Whistleblower website Sarawak Report and a Malaysian businessman had talked about "modifying" the information contained in the PetroSaudi International documents, the source of the leaks has claimed.
Former PetroSaudi executive Xavier Andre Justo said he agreed to sell the documents he had allegedly stolen from the company to two parties for US$2 million (RM7.6 million).
"I gave the original documents without any kind of alteration," he told Singapore's Straits Times in an interview at the Bangkok Remand Prison, where he is being held while awaiting to be charged and put on trial for alleged blackmailing.
Justo claimed the people he met early this year had talked about using the documents "to try to bring down the Malaysian government", adding that they also referred to plans to "modify the documents".

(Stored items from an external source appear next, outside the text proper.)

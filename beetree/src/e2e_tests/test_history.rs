//! History streams over committed batches.

use crate::config::TreeConfig;
use crate::testing::{memory_bee, memory_binary_bee};
use crate::view::HistoryOptions;

#[test]
fn test_history_stream_reverse() {
    let (_log, db) = memory_binary_bee(&TreeConfig::default());

    let mut batch = db.batch().expect("batch");
    batch.put(b"a", b"");
    batch.put(b"b", b"");
    batch.put(b"c", b"");
    batch.flush().expect("flush");

    let keys: Vec<u8> = db
        .history_stream(HistoryOptions::new().reverse(true))
        .flat_map(|entry| entry.expect("history entry").key)
        .collect();
    assert_eq!(keys, b"cba".to_vec(), "reversed correctly");
}

#[test]
fn test_history_records_puts_and_deletes_in_commit_order() {
    let (_log, db) = memory_bee(&TreeConfig::default());

    db.put("a", "1").expect("put");
    db.put("b", "2").expect("put");
    db.del("a").expect("del");
    // Deleting an absent key commits nothing.
    db.del("zzz").expect("del");

    let entries: Vec<(String, Option<String>)> = db
        .history_stream(HistoryOptions::new())
        .map(|entry| {
            let entry = entry.expect("history entry");
            (entry.key, entry.value)
        })
        .collect();
    assert_eq!(
        entries,
        vec![
            ("a".to_string(), Some("1".to_string())),
            ("b".to_string(), Some("2".to_string())),
            ("a".to_string(), None),
        ]
    );
}

#[test]
fn test_history_window_and_limit() {
    let (_log, db) = memory_bee(&TreeConfig::default());

    let mut versions = Vec::new();
    for key in ["a", "b", "c", "d"] {
        db.put(key, "v").expect("put");
        versions.push(db.version().expect("version"));
    }

    let keys: Vec<String> = db
        .history_stream(HistoryOptions::new().since(versions[0]).until(versions[2]))
        .map(|entry| entry.expect("history entry").key)
        .collect();
    assert_eq!(keys, vec!["b".to_string(), "c".to_string()]);

    let newest: Vec<u64> = db
        .history_stream(HistoryOptions::new().reverse(true).limit(2))
        .map(|entry| entry.expect("history entry").version)
        .collect();
    assert_eq!(newest, vec![versions[3], versions[2]]);
}

#[test]
fn test_sub_history_only_shows_sub_keys() {
    let (_log, db) = memory_bee(&TreeConfig::default());
    let sub = db.sub("sub");

    db.put("a", "1").expect("put");
    sub.put("x", "2").expect("put");
    db.put("b", "3").expect("put");

    let keys: Vec<String> = sub
        .history_stream(HistoryOptions::new())
        .map(|entry| entry.expect("history entry").key)
        .collect();
    assert_eq!(keys, vec!["x".to_string()]);
}
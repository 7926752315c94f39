//! Invariant checking for deterministic simulation testing.
//!
//! The checker walks a committed version of the tree and verifies:
//!
//! - keys are strictly ascending within every node, and every key in a
//!   subtree lies within the separators that lead to it
//! - internal nodes hold one more child than keys
//! - every node except the root is within the occupancy bounds of the order
//! - all leaves sit at the same depth
//! - the tree's contents equal an in-memory model

use std::cmp::Ordering;
use std::collections::BTreeMap;

use crate::storage::Offset;
use crate::tree::{Head, LeafEntry, Node, Tree, TreeError};

/// An invariant violation detected during simulation.
#[derive(Debug, Clone, PartialEq, Eq)]
pub struct InvariantViolation {
    /// Description of the violation.
    pub description: String,
    /// Version of the tree where it was detected.
    pub version: u64,
    /// Additional context.
    pub context: String,
}

impl std::fmt::Display for InvariantViolation {
    fn fmt(&self, f: &mut std::fmt::Formatter<'_>) -> std::fmt::Result {
        write!(f, "version {}: {}", self.version, self.description)?;
        if !self.context.is_empty() {
            write!(f, " ({})", self.context)?;
        }
        Ok(())
    }
}

/// Separator bounds a subtree's keys must respect.
#[derive(Clone, Copy)]
struct Bounds<'a> {
    /// Inclusive lower bound.
    lower: Option<&'a [u8]>,
    /// Exclusive upper bound.
    upper: Option<&'a [u8]>,
}

/// Walk state for one version.
struct Walk<'a> {
    tree: &'a Tree,
    version: u64,
    leaf_depth: Option<usize>,
    entries: Vec<LeafEntry>,
}

/// Checker for tree invariants.
#[derive(Debug, Default)]
pub struct InvariantChecker {
    /// Detected violations.
    violations: Vec<InvariantViolation>,
}

impl InvariantChecker {
    /// Create a new invariant checker.
    #[must_use]
    pub const fn new() -> Self {
        Self {
            violations: Vec::new(),
        }
    }

    /// Get all violations.
    #[must_use]
    pub fn violations(&self) -> &[InvariantViolation] {
        &self.violations
    }

    /// Check if any violations were detected.
    #[must_use]
    pub const fn has_violations(&self) -> bool {
        !self.violations.is_empty()
    }

    /// Take all recorded violations, leaving none.
    pub fn take_violations(&mut self) -> Vec<InvariantViolation> {
        std::mem::take(&mut self.violations)
    }

    /// Add a violation.
    pub fn add_violation(&mut self, violation: InvariantViolation) {
        self.violations.push(violation);
    }

    /// Check the structure of the version `head` and return its entries in
    /// key order.
    ///
    /// Read errors are returned as errors, not recorded as violations.
    pub fn check_structure(
        &mut self,
        tree: &Tree,
        head: Head,
    ) -> Result<Vec<LeafEntry>, TreeError> {
        let mut walk = Walk {
            tree,
            version: head.version,
            leaf_depth: None,
            entries: Vec::new(),
        };
        if let Some(root) = head.root {
            let unbounded = Bounds {
                lower: None,
                upper: None,
            };
            self.visit(&mut walk, root, 0, unbounded, true)?;
        }
        Ok(walk.entries)
    }

    /// Check that `entries` hold exactly the contents of `model`.
    pub fn check_contents(
        &mut self,
        version: u64,
        entries: &[LeafEntry],
        model: &BTreeMap<Vec<u8>, Vec<u8>>,
    ) {
        if entries.len() != model.len() {
            self.violations.push(InvariantViolation {
                description: "Entry count differs from model".to_string(),
                version,
                context: format!("tree has {}, model has {}", entries.len(), model.len()),
            });
        }
        for (entry, (key, value)) in entries.iter().zip(model) {
            if entry.key != *key || entry.value != *value {
                self.violations.push(InvariantViolation {
                    description: "Entry differs from model".to_string(),
                    version,
                    context: format!(
                        "tree has {:?}={:?}, model has {:?}={:?}",
                        entry.key, entry.value, key, value
                    ),
                });
                return;
            }
        }
    }

    /// Check structure and contents of `head` against `model`.
    pub fn check_version(
        &mut self,
        tree: &Tree,
        head: Head,
        model: &BTreeMap<Vec<u8>, Vec<u8>>,
    ) -> Result<(), TreeError> {
        let entries = self.check_structure(tree, head)?;
        self.check_contents(head.version, &entries, model);
        Ok(())
    }

    fn visit(
        &mut self,
        walk: &mut Walk<'_>,
        offset: Offset,
        depth: usize,
        bounds: Bounds<'_>,
        is_root: bool,
    ) -> Result<(), TreeError> {
        let node = walk.tree.store().read_node(offset)?;
        self.check_occupancy(walk, offset, &node, is_root);

        match node {
            Node::Leaf(leaf) => {
                let keys: Vec<&[u8]> = leaf.entries.iter().map(|e| e.key.as_slice()).collect();
                self.check_keys(walk, offset, &keys, bounds);
                match walk.leaf_depth {
                    None => walk.leaf_depth = Some(depth),
                    Some(expected) if expected != depth => {
                        self.violations.push(InvariantViolation {
                            description: "Leaves at different depths".to_string(),
                            version: walk.version,
                            context: format!("leaf {offset} at depth {depth}, expected {expected}"),
                        });
                    }
                    Some(_) => {}
                }
                walk.entries.extend(leaf.entries);
            }
            Node::Internal(internal) => {
                let keys: Vec<&[u8]> = internal.keys.iter().map(Vec::as_slice).collect();
                self.check_keys(walk, offset, &keys, bounds);
                if internal.children.len() != internal.keys.len() + 1 {
                    self.violations.push(InvariantViolation {
                        description: "Internal node child count mismatch".to_string(),
                        version: walk.version,
                        context: format!(
                            "node {offset} has {} keys and {} children",
                            internal.keys.len(),
                            internal.children.len()
                        ),
                    });
                    return Ok(());
                }
                for (i, &child) in internal.children.iter().enumerate() {
                    let child_bounds = Bounds {
                        lower: if i == 0 {
                            bounds.lower
                        } else {
                            Some(keys[i - 1])
                        },
                        upper: keys.get(i).copied().or(bounds.upper),
                    };
                    self.visit(walk, child, depth + 1, child_bounds, false)?;
                }
            }
        }
        Ok(())
    }

    fn check_occupancy(&mut self, walk: &Walk<'_>, offset: Offset, node: &Node, is_root: bool) {
        let layout = walk.tree.layout();
        let len = node.len();
        let min = match (is_root, node) {
            (true, Node::Leaf(_)) => 1,
            (true, Node::Internal(_)) => 2,
            (false, _) => layout.min(),
        };
        if len < min || len > layout.max() {
            self.violations.push(InvariantViolation {
                description: "Node occupancy out of bounds".to_string(),
                version: walk.version,
                context: format!(
                    "node {offset} holds {len}, bounds {min}..={}{}",
                    layout.max(),
                    if is_root { " (root)" } else { "" }
                ),
            });
        }
    }

    fn check_keys(&mut self, walk: &Walk<'_>, offset: Offset, keys: &[&[u8]], bounds: Bounds<'_>) {
        let order = walk.tree.key_order();
        if keys
            .windows(2)
            .any(|pair| order.compare(pair[0], pair[1]) != Ordering::Less)
        {
            self.violations.push(InvariantViolation {
                description: "Keys not strictly ascending".to_string(),
                version: walk.version,
                context: format!("node {offset}"),
            });
        }
        let below_lower = |key: &[u8]| {
            bounds
                .lower
                .is_some_and(|lower| order.compare(key, lower) == Ordering::Less)
        };
        let above_upper = |key: &[u8]| {
            bounds
                .upper
                .is_some_and(|upper| order.compare(key, upper) != Ordering::Less)
        };
        if keys.iter().any(|&key| below_lower(key) || above_upper(key)) {
            self.violations.push(InvariantViolation {
                description: "Key outside separator bounds".to_string(),
                version: walk.version,
                context: format!("node {offset}"),
            });
        }
    }
}

#[cfg(test)]
mod tests {
    use std::sync::Arc;

    use super::*;
    use crate::codec::ByteOrder;
    use crate::config::TreeConfig;
    use crate::storage::{Log, MemoryLog};
    use crate::tree::{
        Block, Change, CodecIds, CommitRecord, HEADER_FORMAT, Header, InternalNode, LeafNode,
    };

    fn open(log: Arc<MemoryLog>) -> Tree {
        Tree::open(
            log,
            &TreeConfig::default().with_order(4),
            Arc::new(ByteOrder),
            CodecIds {
                key: "binary",
                value: "binary",
            },
        )
        .expect("open tree")
    }

    fn key(i: u32) -> Vec<u8> {
        format!("k{i:04}").into_bytes()
    }

    #[test]
    fn test_valid_tree_has_no_violations() {
        let tree = open(Arc::new(MemoryLog::new()));
        let mut model = BTreeMap::new();
        let mut head = tree.head().expect("head");
        for i in 0..200 {
            let change = Change {
                key: key(i * 7 % 200),
                value: Some(vec![1]),
            };
            model.insert(change.key.clone(), vec![1]);
            head = tree.flush(head, vec![change]).expect("flush");
        }
        for i in 0..150 {
            model.remove(&key(i));
            head = tree
                .flush(
                    head,
                    vec![Change {
                        key: key(i),
                        value: None,
                    }],
                )
                .expect("flush");
        }

        let mut checker = InvariantChecker::new();
        checker.check_version(&tree, head, &model).expect("walk");
        assert!(!checker.has_violations(), "{:?}", checker.violations());
    }

    #[test]
    fn test_detects_model_mismatch() {
        let tree = open(Arc::new(MemoryLog::new()));
        let head = tree
            .flush(
                Head::default(),
                vec![Change {
                    key: b"a".to_vec(),
                    value: Some(b"1".to_vec()),
                }],
            )
            .expect("flush");

        let mut model = BTreeMap::new();
        model.insert(b"a".to_vec(), b"2".to_vec());
        let mut checker = InvariantChecker::new();
        checker.check_version(&tree, head, &model).expect("walk");
        assert_eq!(checker.violations().len(), 1);
        assert_eq!(checker.violations()[0].version, head.version);
    }

    #[test]
    fn test_detects_unordered_and_underfull_nodes() {
        let log = Arc::new(MemoryLog::new());
        let header = Header {
            format: HEADER_FORMAT,
            protocol: "beetree".to_string(),
            order: 4,
            key_codec: "binary".to_string(),
            value_codec: "binary".to_string(),
            key_order: "bytes".to_string(),
        };
        log.append(&Block::Header(header).encode()).expect("append");

        let leaf = |keys: &[&[u8]]| {
            Block::Node(Node::Leaf(LeafNode {
                entries: keys
                    .iter()
                    .map(|k| LeafEntry {
                        key: k.to_vec(),
                        value: Vec::new(),
                    })
                    .collect(),
            }))
            .encode()
        };
        // An unordered leaf, and a leaf below the minimum for order 4.
        let left = log.append(&leaf(&[b"b", b"a"])).expect("append");
        let right = log.append(&leaf(&[b"m"])).expect("append");
        let root = Block::Node(Node::Internal(InternalNode::with_children(
            left,
            b"m".to_vec(),
            right,
        )));
        let root = log.append(&root.encode()).expect("append");
        let commit = Block::Commit(CommitRecord {
            root: Some(root),
            prev: None,
            seq: 1,
            changes: Vec::new(),
        });
        log.append(&commit.encode()).expect("append");

        let tree = open(log);
        let head = tree.head().expect("head");
        let mut checker = InvariantChecker::new();
        let entries = checker.check_structure(&tree, head).expect("walk");
        assert_eq!(entries.len(), 3);

        let descriptions: Vec<&str> = checker
            .violations()
            .iter()
            .map(|v| v.description.as_str())
            .collect();
        assert_eq!(
            descriptions,
            vec!["Keys not strictly ascending", "Node occupancy out of bounds"]
        );
    }
}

"I can say that I gave those documents to two groups of people," Justo said.
According to him, the two groups were Sarawak Report editor Clare Rewcastle-Brown and "her IT guy", and the other was a Malaysian businessman and his colleague.

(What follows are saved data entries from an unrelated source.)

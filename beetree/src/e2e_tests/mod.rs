//! End-to-end tests at the typed view level.
//!
//! Each test file covers a specific scenario, driving a [`crate::Bee`]
//! over a real log and checking what callers observe.

#![cfg(test)]

mod helpers;

mod test_file_persistence;
mod test_header;
mod test_history;
mod test_key_order;
mod test_log_handle;
mod test_out_of_bounds;
mod test_readonly;
mod test_short_iterators;
mod test_snapshots;
mod test_sub;
/// Scan back from the end of the log for the last commit block.
fn find_head(store: &NodeStore) -> Result<Head, TreeError> {
    let length = store.len();
    for offset in (1..length).rev() {
        if let Block::Commit(commit) = store.read_block(offset)? {
            let ignored = length - offset - 1;
            if ignored > 0 {
                tracing::warn!("ignoring {ignored} blocks after the last commit");
            }
            return Ok(Head::from_commit(offset, &commit));
        }
    }
    if length > 1 {
        tracing::warn!("ignoring {} blocks with no commit", length - 1);
    }
    Ok(Head::default())
}

#[cfg(test)]
mod tests {
    use super::*;
    use crate::codec::ByteOrder;
    use crate::storage::MemoryLog;
    use crate::tree::node::{LeafEntry, LeafNode};

    const CODECS: CodecIds<'static> = CodecIds {
        key: "binary",
        value: "binary",
    };

    fn open(log: &Arc<MemoryLog>, config: &TreeConfig) -> Tree {
        Tree::open(log.clone(), config, Arc::new(ByteOrder), CODECS).expect("open tree")
    }

    fn put(key: &str, value: &str) -> Change {
        Change {
            key: key.as_bytes().to_vec(),
            value: Some(value.as_bytes().to_vec()),
        }
    }

    fn del(key: &str) -> Change {
        Change {
            key: key.as_bytes().to_vec(),
            value: None,
        }
    }

    #[test]
    fn test_first_commit_writes_header() {
        let log = Arc::new(MemoryLog::new());
        let tree = open(&log, &TreeConfig::default());
        assert_eq!(tree.header().expect("header"), None);

        let head = tree
            .flush(Head::default(), vec![put("a", "1")])
            .expect("flush");

        // Header, one leaf, one commit.
        assert_eq!(log.len(), 3);
        assert_eq!(head.version, 3);
        assert_eq!(head.seq, 1);
        let header = tree.header().expect("header").expect("written");
        assert_eq!(header.protocol, "beetree");
        assert_eq!(header.order, 8);
        assert_eq!(
            tree.lookup(head.root, b"a").expect("lookup"),
            Some(b"1".to_vec())
        );
    }

    #[test]
    fn test_reopen_restores_head_and_order() {
        let log = Arc::new(MemoryLog::new());
        let head = {
            let tree = open(&log, &TreeConfig::default().with_order(4));
            let changes = (0..50).map(|i| put(&format!("{i:03}"), "x")).collect();
            tree.flush(Head::default(), changes).expect("flush")
        };

        let tree = open(&log, &TreeConfig::default().with_order(16));
        assert_eq!(tree.head().expect("head"), head);
        assert_eq!(tree.layout().order(), 4);
        assert_eq!(
            tree.lookup(head.root, b"042").expect("lookup"),
            Some(b"x".to_vec())
        );
    }

    #[test]
    fn test_protocol_mismatch_is_rejected() {
        let log = Arc::new(MemoryLog::new());
        let tree = open(&log, &TreeConfig::default());
        tree.flush(Head::default(), vec![put("a", "1")])
            .expect("flush");

        let result = Tree::open(
            log,
            &TreeConfig::default().with_protocol("other"),
            Arc::new(ByteOrder),
            CODECS,
        );
        assert!(matches!(
            result,
            Err(TreeError::HeaderMismatch {
                field: "protocol",
                ..
            })
        ));
    }

    #[test]
    fn test_stale_base_is_rejected() {
        let log = Arc::new(MemoryLog::new());
        let tree = open(&log, &TreeConfig::default());
        let base = tree.head().expect("head");
        tree.flush(base, vec![put("a", "1")]).expect("flush");

        let result = tree.flush(base, vec![put("b", "2")]);
        assert!(matches!(
            result,
            Err(TreeError::StaleBase {
                base: 0,
                latest: 3
            })
        ));
    }

    #[test]
    fn test_commit_from_another_handle_makes_base_stale() {
        let log = Arc::new(MemoryLog::new());
        let first = open(&log, &TreeConfig::default());
        let second = open(&log, &TreeConfig::default());

        let v1 = first
            .flush(Head::default(), vec![put("a", "1")])
            .expect("flush");

        // The second handle still believes the tree is empty.
        let base = second.head().expect("head");
        assert_eq!(base, Head::default());
        let result = second.flush(base, vec![put("b", "2")]);
        assert!(matches!(
            result,
            Err(TreeError::StaleBase { base: 0, latest }) if latest == v1.version
        ));
        assert_eq!(log.len(), v1.version);

        // The failed flush refreshed the head, so a retry chains onto v1.
        assert_eq!(second.head().expect("head"), v1);
        let v2 = second.flush(v1, vec![put("b", "2")]).expect("flush");
        assert_eq!(v2.seq, 2);
        assert_eq!(second.previous(v2.commit.expect("commit")).expect("prev"), v1);
        assert_eq!(
            second.lookup(v2.root, b"a").expect("lookup"),
            Some(b"1".to_vec())
        );
    }

    #[test]
    fn test_orphaned_blocks_do_not_make_base_stale() {
        let log = Arc::new(MemoryLog::new());
        let tree = open(&log, &TreeConfig::default());
        let v1 = tree
            .flush(Head::default(), vec![put("a", "1")])
            .expect("flush");

        // Node blocks of a flush that never wrote its commit.
        let leaf = LeafNode {
            entries: vec![LeafEntry {
                key: b"z".to_vec(),
                value: b"orphan".to_vec(),
            }],
        };
        tree.store().write_node(Node::Leaf(leaf)).expect("write");
        assert_eq!(log.len(), v1.version + 1);

        let v2 = tree.flush(v1, vec![put("b", "2")]).expect("flush");
        assert_eq!(v2.seq, 2);
        assert_eq!(tree.lookup(v2.root, b"z").expect("lookup"), None);
    }

    #[test]
    fn test_noop_flush_creates_no_version() {
        let log = Arc::new(MemoryLog::new());
        let tree = open(&log, &TreeConfig::default());
        let head = tree
            .flush(Head::default(), vec![put("a", "1")])
            .expect("flush");

        let after = tree.flush(head, vec![del("missing")]).expect("flush");
        assert_eq!(after, head);
        assert_eq!(log.len(), head.version);
    }

    #[test]
    fn test_checkout_resolves_to_commit_below_length() {
        let log = Arc::new(MemoryLog::new());
        let tree = open(&log, &TreeConfig::default());
        let v1 = tree
            .flush(Head::default(), vec![put("a", "1")])
            .expect("flush");
        let v2 = tree.flush(v1, vec![put("a", "2")]).expect("flush");

        assert_eq!(tree.checkout(v2.version).expect("checkout"), v2);
        assert_eq!(tree.checkout(v2.version - 1).expect("checkout"), v1);
        assert_eq!(tree.checkout(v1.version).expect("checkout"), v1);
        assert_eq!(tree.checkout(1).expect("checkout"), Head::default());
        assert!(matches!(
            tree.checkout(v2.version + 1),
            Err(TreeError::NotFound(NotFound::Version { .. }))
        ));
    }

    #[test]
    fn test_uncommitted_tail_is_ignored() {
        let log = Arc::new(MemoryLog::new());
        let head = {
            let tree = open(&log, &TreeConfig::default());
            tree.flush(Head::default(), vec![put("a", "1")])
                .expect("flush")
        };

        // A flush that appended a node but crashed before its commit.
        let store = NodeStore::new(log.clone(), false);
        store
            .write_node(Node::Leaf(crate::tree::node::LeafNode::default()))
            .expect("write");

        let tree = open(&log, &TreeConfig::default());
        assert_eq!(tree.head().expect("head"), head);

        let next = tree.flush(head, vec![put("b", "2")]).expect("flush");
        assert_eq!(next.version, log.len());
        assert_eq!(
            tree.lookup(next.root, b"a").expect("lookup"),
            Some(b"1".to_vec())
        );
    }

    #[test]
    fn test_readonly_tree_never_writes() {
        let log = Arc::new(MemoryLog::new());
        let tree = open(&log, &TreeConfig::default().with_readonly(true));
        assert!(matches!(
            tree.flush(Head::default(), vec![put("a", "1")]),
            Err(TreeError::ReadOnlyViolation)
        ));
        assert_eq!(log.len(), 0);
        assert_eq!(tree.header().expect("header"), None);
    }
}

The names of the other individuals are being withheld by Straits Times until it is able to get comments from them.
Rewcastle-Brown, when contacted by Straits Times , vehemently denied Justo's claims.
"Why would I wish to alter anything? If I had, why haven't 1MDB and PetroSaudi brought out the evidence of such altering in all of the last five or so months?" she asked.

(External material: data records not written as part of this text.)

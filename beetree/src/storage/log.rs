//! Append-only log abstraction.
//!
//! The tree never rewrites a block: it only appends new ones and reads old
//! ones back by offset. This trait is the whole contract between the tree and
//! whatever keeps the bytes, so the engine can run against an in-memory log in
//! tests, a file in production, or a fault-injecting log in simulation.
//!
//! # Invariants
//!
//! - Offsets are dense: the n-th appended block has offset `n - 1`.
//! - A block is immutable once `append` has returned its offset.
//! - `read(offset)` succeeds for every `offset < len()`.

/// Position of a block in the log (0-indexed block number).
pub type Offset = u64;

/// Errors that can occur in the log substrate.
#[derive(Debug)]
pub enum LogError {
    /// I/O error from the backing file.
    Io(std::io::Error),
    /// The requested block does not exist.
    OutOfBounds { offset: Offset, length: u64 },
    /// A stored block failed its checksum.
    ChecksumMismatch {
        offset: Offset,
        expected: u32,
        actual: u32,
    },
    /// Injected fault for simulation.
    Injected(String),
    /// An internal lock was poisoned by a panicking thread.
    LockPoisoned,
}

impl std::fmt::Display for LogError {
    fn fmt(&self, f: &mut std::fmt::Formatter<'_>) -> std::fmt::Result {
        match self {
            Self::Io(e) => write!(f, "I/O error: {e}"),
            Self::OutOfBounds { offset, length } => {
                write!(f, "block {offset} out of bounds (log length: {length})")
            }
            Self::ChecksumMismatch {
                offset,
                expected,
                actual,
            } => write!(
                f,
                "checksum mismatch in block {offset}: expected {expected:#010x}, got {actual:#010x}"
            ),
            Self::Injected(msg) => write!(f, "injected fault: {msg}"),
            Self::LockPoisoned => write!(f, "log lock poisoned"),
        }
    }
}

impl std::error::Error for LogError {
    fn source(&self) -> Option<&(dyn std::error::Error + 'static)> {
        match self {
            Self::Io(e) => Some(e),
            _ => None,
        }
    }
}

impl From<std::io::Error> for LogError {
    fn from(e: std::io::Error) -> Self {
        Self::Io(e)
    }
}

/// An append-only sequence of immutable, offset-addressed blocks.
///
/// Implementations must be safe to share between one writer and any number
/// of concurrent readers. No method may hold an internal lock after it
/// returns.
pub trait Log: Send + Sync {
    /// Append a block, returning its offset.
    fn append(&self, block: &[u8]) -> Result<Offset, LogError>;

    /// Read the block at `offset`.
    fn read(&self, offset: Offset) -> Result<Vec<u8>, LogError>;

    /// Number of blocks in the log.
    fn len(&self) -> u64;

    /// Whether the log holds no blocks.
    fn is_empty(&self) -> bool {
        self.len() == 0
    }

    /// Make all appended blocks durable.
    fn sync(&self) -> Result<(), LogError> {
        Ok(())
    }
}

#[cfg(test)]
mod tests {
    use super::*;

    #[test]
    fn test_log_error_display() {
        let e = LogError::OutOfBounds {
            offset: 10,
            length: 5,
        };
        assert!(e.to_string().contains("block 10"));
        assert!(e.to_string().contains("log length: 5"));

        let e = LogError::Injected("test fault".to_string());
        assert!(e.to_string().contains("test fault"));
    }
}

Rewcastle-Brown added her exposes had been backed up by Malaysian financial daily The Edge , and these corroborated with the findings of several other official sources.
The Edge , which has been accused by the government of using tampered documents in its reports on the 1MDB scandal, denied the allegation on Monday.
"We were not involved in any theft, we did not pay anyone, and we did not tamper (with) any of the e-mails and documents we were given," it said in an editorial note accompanying a four-page expose on government-owned investment fund 1MDB.
'Clean-shaven, looking well'
Justo was arrested last month by Thai police in the island resort of Koh Samui for alleged attempts to extort money from his former employer, PetroSaudi.
The Malaysian government has repeatedly claimed that documents he leaked were tampered in its bid to dismiss stunning allegations against Prime Minister Najib Razak and 1MDB involving criminal breach of trust.
According to Straits Times , Justo was "clean-shaven, looking well and composed".
"He was clad in a light blue cotton prison-issued shirt and darker blue shorts.
"Looking over his reading glasses, he showed Straits Times his confession, written densely in capital letters over 22 pages.
"He said it had not been made under duress, and that he had been pleasantly surprised at how well he had been treated in the Bangkok prison."
If found guilty, Justo faces up to seven years in jail and a fine. His lawyer, Pranot Kalanuson, told Straits Times that the Swiss national was hoping for a lighter sentence with his confession.